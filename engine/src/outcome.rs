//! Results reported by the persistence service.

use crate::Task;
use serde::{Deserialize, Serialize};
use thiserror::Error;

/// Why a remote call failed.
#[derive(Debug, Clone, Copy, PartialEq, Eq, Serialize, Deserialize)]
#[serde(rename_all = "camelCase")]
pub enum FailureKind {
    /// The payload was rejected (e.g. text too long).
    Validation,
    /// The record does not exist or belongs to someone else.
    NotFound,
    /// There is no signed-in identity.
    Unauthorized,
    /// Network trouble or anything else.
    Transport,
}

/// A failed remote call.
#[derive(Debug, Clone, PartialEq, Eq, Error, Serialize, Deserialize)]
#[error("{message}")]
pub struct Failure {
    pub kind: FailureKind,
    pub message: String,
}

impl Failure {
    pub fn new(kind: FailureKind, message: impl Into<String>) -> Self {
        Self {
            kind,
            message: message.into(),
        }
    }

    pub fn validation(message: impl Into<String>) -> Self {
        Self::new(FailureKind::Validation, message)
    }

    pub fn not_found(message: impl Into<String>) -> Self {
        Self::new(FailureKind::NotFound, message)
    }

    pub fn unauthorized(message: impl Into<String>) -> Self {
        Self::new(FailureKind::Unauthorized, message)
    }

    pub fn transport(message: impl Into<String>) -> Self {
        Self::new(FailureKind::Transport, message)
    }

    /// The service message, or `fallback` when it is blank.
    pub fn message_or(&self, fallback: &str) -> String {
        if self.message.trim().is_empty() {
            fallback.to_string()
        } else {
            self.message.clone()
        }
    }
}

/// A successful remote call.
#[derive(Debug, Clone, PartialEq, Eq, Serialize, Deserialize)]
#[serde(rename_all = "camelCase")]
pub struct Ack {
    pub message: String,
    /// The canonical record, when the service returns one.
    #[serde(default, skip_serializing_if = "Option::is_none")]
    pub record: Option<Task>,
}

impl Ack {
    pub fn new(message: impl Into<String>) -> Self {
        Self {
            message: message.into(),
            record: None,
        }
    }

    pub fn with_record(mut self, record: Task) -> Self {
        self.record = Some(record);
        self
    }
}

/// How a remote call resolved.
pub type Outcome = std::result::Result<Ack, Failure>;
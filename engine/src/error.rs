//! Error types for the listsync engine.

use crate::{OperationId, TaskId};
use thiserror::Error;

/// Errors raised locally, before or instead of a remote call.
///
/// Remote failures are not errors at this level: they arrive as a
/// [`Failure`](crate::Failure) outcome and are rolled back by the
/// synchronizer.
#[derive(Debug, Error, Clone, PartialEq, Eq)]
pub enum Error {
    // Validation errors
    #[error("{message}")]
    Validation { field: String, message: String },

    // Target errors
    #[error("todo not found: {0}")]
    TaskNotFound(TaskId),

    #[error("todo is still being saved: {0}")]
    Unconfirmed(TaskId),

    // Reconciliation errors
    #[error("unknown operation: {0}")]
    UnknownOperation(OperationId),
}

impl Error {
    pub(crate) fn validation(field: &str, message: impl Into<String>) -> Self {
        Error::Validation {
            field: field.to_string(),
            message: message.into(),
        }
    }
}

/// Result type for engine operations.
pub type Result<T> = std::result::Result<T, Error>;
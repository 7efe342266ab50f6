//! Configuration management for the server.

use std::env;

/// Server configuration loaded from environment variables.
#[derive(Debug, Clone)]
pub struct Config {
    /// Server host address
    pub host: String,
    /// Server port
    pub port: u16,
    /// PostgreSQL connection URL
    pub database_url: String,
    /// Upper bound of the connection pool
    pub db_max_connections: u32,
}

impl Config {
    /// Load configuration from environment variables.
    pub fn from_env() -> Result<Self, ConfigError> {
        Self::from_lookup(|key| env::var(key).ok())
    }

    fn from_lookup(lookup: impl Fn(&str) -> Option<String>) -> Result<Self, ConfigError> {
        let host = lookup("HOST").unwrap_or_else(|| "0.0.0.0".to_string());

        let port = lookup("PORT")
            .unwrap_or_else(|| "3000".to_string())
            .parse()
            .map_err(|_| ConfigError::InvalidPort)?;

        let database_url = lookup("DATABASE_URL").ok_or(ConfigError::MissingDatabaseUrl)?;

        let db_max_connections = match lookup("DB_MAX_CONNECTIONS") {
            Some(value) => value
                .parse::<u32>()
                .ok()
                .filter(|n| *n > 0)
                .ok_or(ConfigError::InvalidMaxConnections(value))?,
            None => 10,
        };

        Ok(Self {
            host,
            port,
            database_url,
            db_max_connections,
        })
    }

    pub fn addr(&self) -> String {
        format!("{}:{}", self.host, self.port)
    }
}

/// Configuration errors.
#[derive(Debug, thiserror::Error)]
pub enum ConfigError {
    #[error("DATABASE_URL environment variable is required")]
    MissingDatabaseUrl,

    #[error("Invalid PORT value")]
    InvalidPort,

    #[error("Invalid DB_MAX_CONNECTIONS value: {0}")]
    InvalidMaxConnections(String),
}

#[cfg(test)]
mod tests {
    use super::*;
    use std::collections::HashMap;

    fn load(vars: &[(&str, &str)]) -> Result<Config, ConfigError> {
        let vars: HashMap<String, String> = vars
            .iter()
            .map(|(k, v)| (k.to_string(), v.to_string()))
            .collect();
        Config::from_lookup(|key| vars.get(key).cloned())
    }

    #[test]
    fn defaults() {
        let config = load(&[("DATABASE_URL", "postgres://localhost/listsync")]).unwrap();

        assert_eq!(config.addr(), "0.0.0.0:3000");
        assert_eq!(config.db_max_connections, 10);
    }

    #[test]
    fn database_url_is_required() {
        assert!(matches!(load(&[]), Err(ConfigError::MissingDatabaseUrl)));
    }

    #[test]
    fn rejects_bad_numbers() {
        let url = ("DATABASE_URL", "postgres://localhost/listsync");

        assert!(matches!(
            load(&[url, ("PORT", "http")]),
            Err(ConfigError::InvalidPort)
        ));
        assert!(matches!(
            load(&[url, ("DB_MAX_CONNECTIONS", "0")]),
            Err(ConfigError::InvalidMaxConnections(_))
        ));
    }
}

◇ ◇ ◇ ◇ ◇ ◇ ◇

TASK DIRECTIONS | How many of the lines in the records include the word "HashMap"? Only the number should be given.

ANSWER TO THE EXERCISE | 2